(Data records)
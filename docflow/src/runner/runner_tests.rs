//! End-to-end runs over the in-memory environment.

#[cfg(test)]
mod tests {
    use crate::config::{ConnectorConfig, EngineConfig, PipelineConfig, RunnerConfig, StageConfig};
    use crate::connector::{Connector, ConnectorRegistry};
    use crate::runner::{run_local, ConnectorStatus, LocalEnvironment, Runner};
    use crate::stages::{Stage, StageRegistry};
    use crate::testing::{EmitChildrenStage, FailingConnector, FailingStage, ListConnector, RecordingSink};
    use pretty_assertions::assert_eq;
    use serde_json::json;
    use std::sync::Arc;
    use std::time::Duration;

    fn stages() -> StageRegistry {
        let mut registry = StageRegistry::with_builtins();
        registry.register("emit_children", |config| {
            let count = config.param::<usize>("count").ok().flatten().unwrap_or(1);
            Ok(Arc::new(EmitChildrenStage::new(count)) as Arc<dyn Stage>)
        });
        registry.register("fail", |_| Ok(Arc::new(FailingStage::new("stage exploded")) as Arc<dyn Stage>));
        registry
    }

    fn base_config(stages: Vec<StageConfig>, num_docs: u64) -> EngineConfig {
        let mut config = EngineConfig::default();
        config.runner = RunnerConfig {
            event_poll_ms: 5,
            ..RunnerConfig::default()
        }
        .with_connector_timeout(Some(Duration::from_secs(10)));
        config.worker.poll_timeout_ms = 5;
        config.indexer.poll_timeout_ms = 5;
        config.indexer.batch_timeout_ms = 10;
        config.coordination.base_delay_ms = 1;
        config.pipelines = vec![PipelineConfig {
            name: "p".to_string(),
            stages,
        }];
        config.connectors = vec![ConnectorConfig::new("sequence", "p")
            .with_name("seq")
            .with_param("num_docs", json!(num_docs))
            .with_param("id_prefix", json!("doc-"))];
        config
    }

    #[tokio::test]
    async fn test_one_document_with_two_children_is_fully_indexed() {
        let config = base_config(
            vec![StageConfig::new("emit_children").with_param("count", json!(2))],
            1,
        );
        let sink = Arc::new(RecordingSink::new());

        let result = run_local(&config, &stages(), &ConnectorRegistry::with_builtins(), sink.clone())
            .await
            .unwrap();

        assert!(result.is_success());
        assert_eq!(result.succeeded(), 3);
        assert_eq!(result.failed(), 0);
        let mut ids = sink.ids();
        ids.sort();
        assert_eq!(ids, vec!["doc-1", "doc-1-child-1", "doc-1-child-2"]);
        assert!(sink.is_closed());
        assert!(result
            .summary()
            .starts_with("RUN SUMMARY: Success. 1/1 connectors complete.\nseq: complete. 3 docs succeeded. 0 docs failed. 0 docs dropped."));
    }

    #[tokio::test]
    async fn test_dropped_documents_settle_the_run() {
        let config = base_config(vec![StageConfig::new("drop_document")], 2);
        let sink = Arc::new(RecordingSink::new());

        let result = run_local(&config, &stages(), &ConnectorRegistry::with_builtins(), sink.clone())
            .await
            .unwrap();

        assert!(result.is_success());
        assert_eq!(result.results[0].stats.dropped, 2);
        assert!(sink.ids().is_empty());
    }

    #[tokio::test]
    async fn test_stage_failures_count_as_failed_documents() {
        let config = base_config(vec![StageConfig::new("fail")], 2);
        let sink = Arc::new(RecordingSink::new());

        let result = run_local(&config, &stages(), &ConnectorRegistry::with_builtins(), sink)
            .await
            .unwrap();

        assert!(result.is_success());
        assert_eq!(result.failed(), 2);
        assert_eq!(result.succeeded(), 0);
    }

    #[tokio::test]
    async fn test_retried_failures_end_in_dead_letter() {
        let mut config = base_config(vec![StageConfig::new("fail")], 1);
        config.worker.max_retries = Some(1);
        let sink = Arc::new(RecordingSink::new());

        let result = run_local(&config, &stages(), &ConnectorRegistry::with_builtins(), sink)
            .await
            .unwrap();

        assert!(result.is_success());
        assert_eq!(result.failed(), 1);
    }

    #[tokio::test]
    async fn test_connectors_run_in_order_and_reuse_pipelines() {
        let mut config = base_config(vec![StageConfig::new("noop")], 1);
        config.connectors.push(
            ConnectorConfig::new("sequence", "p")
                .with_param("num_docs", json!(2))
                .with_param("id_prefix", json!("second-")),
        );
        let sink = Arc::new(RecordingSink::new());

        let result = run_local(&config, &stages(), &ConnectorRegistry::with_builtins(), sink.clone())
            .await
            .unwrap();

        let names: Vec<&str> = result.results.iter().map(|r| r.name.as_str()).collect();
        assert_eq!(names, vec!["seq", "connector_2"]);
        assert_eq!(result.succeeded(), 3);
        assert_eq!(sink.ids().len(), 3);
    }

    #[tokio::test]
    async fn test_failed_connector_skips_the_rest() {
        let runner = Runner::new(Arc::new(LocalEnvironment::default()), RunnerConfig::default()).with_run_id("r1");
        let connectors: Vec<Arc<dyn Connector>> = vec![
            Arc::new(FailingConnector::new("first", "p", "unreachable")),
            Arc::new(ListConnector::new("second", "p", ["a"])),
        ];

        let result = runner.run(connectors).await.unwrap();

        assert_eq!(result.run_id, "r1");
        assert!(matches!(result.results[0].status, ConnectorStatus::Failed(_)));
        assert_eq!(result.skipped, vec!["second"]);
        assert!(result.summary().starts_with("RUN SUMMARY: Failure. 0/2 connectors complete."));
        assert!(result.summary().ends_with("second: skipped."));
    }

    #[tokio::test]
    async fn test_connector_times_out_without_workers() {
        let config = RunnerConfig {
            event_poll_ms: 5,
            ..RunnerConfig::default()
        }
        .with_connector_timeout(Some(Duration::from_millis(50)));
        let runner = Runner::new(Arc::new(LocalEnvironment::default()), config);
        let connector: Arc<dyn Connector> = Arc::new(ListConnector::new("list", "p", ["a"]));

        let result = runner.run_connector(connector).await.unwrap();

        assert_eq!(result.status, ConnectorStatus::TimedOut);
        assert_eq!(result.stats.pending, 1);
    }

    #[tokio::test]
    async fn test_pending_limit_throttles_without_stalling() {
        let mut config = base_config(vec![StageConfig::new("emit_children").with_param("count", json!(1))], 5);
        config.runner.max_pending_docs = Some(1);
        let sink = Arc::new(RecordingSink::new());

        let result = run_local(&config, &stages(), &ConnectorRegistry::with_builtins(), sink.clone())
            .await
            .unwrap();

        assert!(result.is_success());
        assert_eq!(result.succeeded(), 10);
        assert_eq!(result.results[0].stats.published, 5);
    }

    #[tokio::test]
    async fn test_collapsing_connector_publishes_merged_documents() {
        let mut config = base_config(vec![StageConfig::new("noop")], 1);
        config.connectors = vec![ConnectorConfig::new("list", "p").with_name("list")];
        let mut connectors = ConnectorRegistry::new();
        connectors.register("list", |config| {
            let name = config.name.clone().unwrap_or_default();
            Ok(Box::new(ListConnector::new(name, &config.pipeline, ["a", "a", "b"]).collapsing()) as Box<dyn Connector>)
        });
        let sink = Arc::new(RecordingSink::new());

        let result = run_local(&config, &stages(), &connectors, sink.clone()).await.unwrap();

        assert!(result.is_success());
        assert_eq!(result.results[0].stats.published, 2);
        let mut ids = sink.ids();
        ids.sort();
        assert_eq!(ids, vec!["a", "b"]);
    }

    #[tokio::test]
    async fn test_unknown_pipeline_fails_before_running() {
        let mut config = base_config(vec![], 1);
        config.connectors[0].pipeline = "missing".to_string();
        let sink = Arc::new(RecordingSink::new());

        let err = run_local(&config, &stages(), &ConnectorRegistry::with_builtins(), sink)
            .await
            .unwrap_err();
        assert!(err.to_string().contains("missing"));
    }
}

What you need to do: Your task is to retype all the records above with nothing left out.

Output for this exercise:
filename docflow/src/runner/runner_tests.rs
//! End-to-end runs over the in-memory environment.

#[cfg(test)]
mod tests {
    use crate::config::{ConnectorConfig, EngineConfig, PipelineConfig, RunnerConfig, StageConfig};
    use crate::connector::{Connector, ConnectorRegistry};
    use crate::runner::{run_local, ConnectorStatus, LocalEnvironment, Runner};
    use crate::stages::{Stage, StageRegistry};
    use crate::testing::{EmitChildrenStage, FailingConnector, FailingStage, ListConnector, RecordingSink};
    use pretty_assertions::assert_eq;
    use serde_json::json;
    use std::sync::Arc;
    use std::time::Duration;

    fn stages() -> StageRegistry {
        let mut registry = StageRegistry::with_builtins();
        registry.register("emit_children", |config| {
            let count = config.param::<usize>("count").ok().flatten().unwrap_or(1);
            Ok(Arc::new(EmitChildrenStage::new(count)) as Arc<dyn Stage>)
        });
        registry.register("fail", |_| Ok(Arc::new(FailingStage::new("stage exploded")) as Arc<dyn Stage>));
        registry
    }

    fn base_config(stages: Vec<StageConfig>, num_docs: u64) -> EngineConfig {
        let mut config = EngineConfig::default();
        config.runner = RunnerConfig {
            event_poll_ms: 5,
            ..RunnerConfig::default()
        }
        .with_connector_timeout(Some(Duration::from_secs(10)));
        config.worker.poll_timeout_ms = 5;
        config.indexer.poll_timeout_ms = 5;
        config.indexer.batch_timeout_ms = 10;
        config.coordination.base_delay_ms = 1;
        config.pipelines = vec![PipelineConfig {
            name: "p".to_string(),
            stages,
        }];
        config.connectors = vec![ConnectorConfig::new("sequence", "p")
            .with_name("seq")
            .with_param("num_docs", json!(num_docs))
            .with_param("id_prefix", json!("doc-"))];
        config
    }

    #[tokio::test]
    async fn test_one_document_with_two_children_is_fully_indexed() {
        let config = base_config(
            vec![StageConfig::new("emit_children").with_param("count", json!(2))],
            1,
        );
        let sink = Arc::new(RecordingSink::new());

        let result = run_local(&config, &stages(), &ConnectorRegistry::with_builtins(), sink.clone())
            .await
            .unwrap();

        assert!(result.is_success());
        assert_eq!(result.succeeded(), 3);
        assert_eq!(result.failed(), 0);
        let mut ids = sink.ids();
        ids.sort();
        assert_eq!(ids, vec!["doc-1", "doc-1-child-1", "doc-1-child-2"]);
        assert!(sink.is_closed());
        assert!(result
            .summary()
            .starts_with("RUN SUMMARY: Success. 1/1 connectors complete.\nseq: complete. 3 docs succeeded. 0 docs failed. 0 docs dropped."));
    }

    #[tokio::test]
    async fn test_dropped_documents_settle_the_run() {
        let config = base_config(vec![StageConfig::new("drop_document")], 2);
        let sink = Arc::new(RecordingSink::new());

        let result = run_local(&config, &stages(), &ConnectorRegistry::with_builtins(), sink.clone())
            .await
            .unwrap();

        assert!(result.is_success());
        assert_eq!(result.results[0].stats.dropped, 2);
        assert!(sink.ids().is_empty());
    }

    #[tokio::test]
    async fn test_stage_failures_count_as_failed_documents() {
        let config = base_config(vec![StageConfig::new("fail")], 2);
        let sink = Arc::new(RecordingSink::new());

        let result = run_local(&config, &stages(), &ConnectorRegistry::with_builtins(), sink)
            .await
            .unwrap();

        assert!(result.is_success());
        assert_eq!(result.failed(), 2);
        assert_eq!(result.succeeded(), 0);
    }

    #[tokio::test]
    async fn test_retried_failures_end_in_dead_letter() {
        let mut config = base_config(vec![StageConfig::new("fail")], 1);
        config.worker.max_retries = Some(1);
        let sink = Arc::new(RecordingSink::new());

        let result = run_local(&config, &stages(), &ConnectorRegistry::with_builtins(), sink)
            .await
            .unwrap();

        assert!(result.is_success());
        assert_eq!(result.failed(), 1);
    }

    #[tokio::test]
    async fn test_connectors_run_in_order_and_reuse_pipelines() {
        let mut config = base_config(vec![StageConfig::new("noop")], 1);
        config.connectors.push(
            ConnectorConfig::new("sequence", "p")
                .with_param("num_docs", json!(2))
                .with_param("id_prefix", json!("second-")),
        );
        let sink = Arc::new(RecordingSink::new());

        let result = run_local(&config, &stages(), &ConnectorRegistry::with_builtins(), sink.clone())
            .await
            .unwrap();

        let names: Vec<&str> = result.results.iter().map(|r| r.name.as_str()).collect();
        assert_eq!(names, vec!["seq", "connector_2"]);
        assert_eq!(result.succeeded(), 3);
        assert_eq!(sink.ids().len(), 3);
    }

    #[tokio::test]
    async fn test_failed_connector_skips_the_rest() {
        let runner = Runner::new(Arc::new(LocalEnvironment::default()), RunnerConfig::default()).with_run_id("r1");
        let connectors: Vec<Arc<dyn Connector>> = vec![
            Arc::new(FailingConnector::new("first", "p", "unreachable")),
            Arc::new(ListConnector::new("second", "p", ["a"])),
        ];

        let result = runner.run(connectors).await.unwrap();

        assert_eq!(result.run_id, "r1");
        assert!(matches!(result.results[0].status, ConnectorStatus::Failed(_)));
        assert_eq!(result.skipped, vec!["second"]);
        assert!(result.summary().starts_with("RUN SUMMARY: Failure. 0/2 connectors complete."));
        assert!(result.summary().ends_with("second: skipped."));
    }

    #[tokio::test]
    async fn test_connector_times_out_without_workers() {
        let config = RunnerConfig {
            event_poll_ms: 5,
            ..RunnerConfig::default()
        }
        .with_connector_timeout(Some(Duration::from_millis(50)));
        let runner = Runner::new(Arc::new(LocalEnvironment::default()), config);
        let connector: Arc<dyn Connector> = Arc::new(ListConnector::new("list", "p", ["a"]));

        let result = runner.run_connector(connector).await.unwrap();

        assert_eq!(result.status, ConnectorStatus::TimedOut);
        assert_eq!(result.stats.pending, 1);
    }

    #[tokio::test]
    async fn test_pending_limit_throttles_without_stalling() {
        let mut config = base_config(vec![StageConfig::new("emit_children").with_param("count", json!(1))], 5);
        config.runner.max_pending_docs = Some(1);
        let sink = Arc::new(RecordingSink::new());

        let result = run_local(&config, &stages(), &ConnectorRegistry::with_builtins(), sink.clone())
            .await
            .unwrap();

        assert!(result.is_success());
        assert_eq!(result.succeeded(), 10);
        assert_eq!(result.results[0].stats.published, 5);
    }

    #[tokio::test]
    async fn test_collapsing_connector_publishes_merged_documents() {
        let mut config = base_config(vec![StageConfig::new("noop")], 1);
        config.connectors = vec![ConnectorConfig::new("list", "p").with_name("list")];
        let mut connectors = ConnectorRegistry::new();
        connectors.register("list", |config| {
            let name = config.name.clone().unwrap_or_default();
            Ok(Box::new(ListConnector::new(name, &config.pipeline, ["a", "a", "b"]).collapsing()) as Box<dyn Connector>)
        });
        let sink = Arc::new(RecordingSink::new());

        let result = run_local(&config, &stages(), &connectors, sink.clone()).await.unwrap();

        assert!(result.is_success());
        assert_eq!(result.results[0].stats.published, 2);
        let mut ids = sink.ids();
        ids.sort();
        assert_eq!(ids, vec!["a", "b"]);
    }

    #[tokio::test]
    async fn test_unknown_pipeline_fails_before_running() {
        let mut config = base_config(vec![], 1);
        config.connectors[0].pipeline = "missing".to_string();
        let sink = Arc::new(RecordingSink::new());

        let err = run_local(&config, &stages(), &ConnectorRegistry::with_builtins(), sink)
            .await
            .unwrap_err();
        assert!(err.to_string().contains("missing"));
    }
}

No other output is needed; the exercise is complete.